(adds details, prime minister's comments)
By Natalya Zinets
KIEV, March 16 (Reuters) - Ukraine's industrial output plunged by more than 30 percent in February, official statistics showed on Monday, but the fall was less pronounced than in January and rose in month-on-month terms.
Figures issued by the State Statistics Committee showed output down 31.6 percent compared to the February 2008 figure. Output sank 34.1 percent year-on-year in January.
But the output figure amounted to a 5.4 percent rise on the January figure and Prime Minister Yulia Tymoshenko said that meant Ukraine was weathering the world financial crisis well.
However, January was marked by the long New Year holiday period and a decline in activity during a cutoff of imported gas supplies from Russia.
"Despite the extremely difficult situation in Ukraine's economy and banking system we have the first positive figure in terms of growth...," Tymoshenko told an extraordinary cabinet meeting.
"At the moment, we can only take the statistical temperature in monthly terms, because it is impossible to compare with last year's figure. The entire world has changed, statistics are totally changed. Month-to-month changes are more concrete."
The prime minister acknowledged that the year-on-year figure was "unpleasant", but reflected the fact that "the entire world was passing through a second stage of the financial crisis".
The committee's data showed that in the first two months of 2009, output was down 32.8 percent, year-on-year, compared to Reuters poll forecast for a 28.2 percent decline.
The sharpest fall in February occurred in machine building -- a 53.5 percent drop, building materials (down 51.1 percent) and steelmaking (down 40.7 percent).
All sectors recorded increases compared to January - with the exception of coke production and oil refining.
EXPORT INDUSTRIES
The world financial crisis has battered Ukraine, sharply reducing the steel and chemical markets on which its exporters depend. Two more Ukrainian banks were placed in receivership on Monday, bringing the total number to 11.
Kiev has clinched a $16.4 billion loan deal with the International Monetary Fund, but the Fund has suspended the release of the loan's second tranche while discussions proceed on several issues, including the size of the budget deficit.
The top financial adviser of President Viktor Yushchenko, the prime minister's arch rival, meanwhile said Ukraine had to find ways of balancing the budget to secure further tranches.
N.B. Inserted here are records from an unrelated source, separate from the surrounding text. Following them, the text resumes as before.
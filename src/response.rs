//! JSON response envelopes.
//!
//! Handlers answer with `{success, message, data?}`. The auth gate answers
//! rejected requests with the bare `{error: "Unauthorized"}` shape, which
//! existing clients of the gated routes match on.

use actix_web::{http::StatusCode, HttpResponse};
use serde::Serialize;

#[derive(Debug, Serialize)]
pub struct ApiResponse<T: Serialize> {
    pub success: bool,
    pub message: String,
    #[serde(skip_serializing_if = "Option::is_none")]
    pub data: Option<T>,
}

pub fn success<T: Serialize>(status: StatusCode, message: &str, data: Option<T>) -> HttpResponse {
    HttpResponse::build(status).json(ApiResponse {
        success: true,
        message: message.to_string(),
        data,
    })
}

/// Success envelope without a payload.
pub fn ok(status: StatusCode, message: &str) -> HttpResponse {
    success::<()>(status, message, None)
}

pub fn failure(status: StatusCode, message: impl Into<String>) -> HttpResponse {
    HttpResponse::build(status).json(ApiResponse::<()> {
        success: false,
        message: message.into(),
        data: None,
    })
}

pub fn unauthorized() -> HttpResponse {
    HttpResponse::Unauthorized().json(serde_json::json!({ "error": "Unauthorized" }))
}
"The IMF's main demands centre on the situation with an unbalanced budget amounting to about 20 billion hryvnias ($2.6 billion)," Oleksander Shlapak told a briefing. "That is the aim of several bills now before parliament."
The government last week took measures to meet IMF demands, including the repeal of budget provisions limiting the actions of the central bank.
The Fund welcomed the measures but no date has been set for the return to Ukraine of a mission to discuss resuming the flow of credits. (Additional reporting by Pavel Polityuk; writing by Ron Popeski; editing by Stephen Nisbet)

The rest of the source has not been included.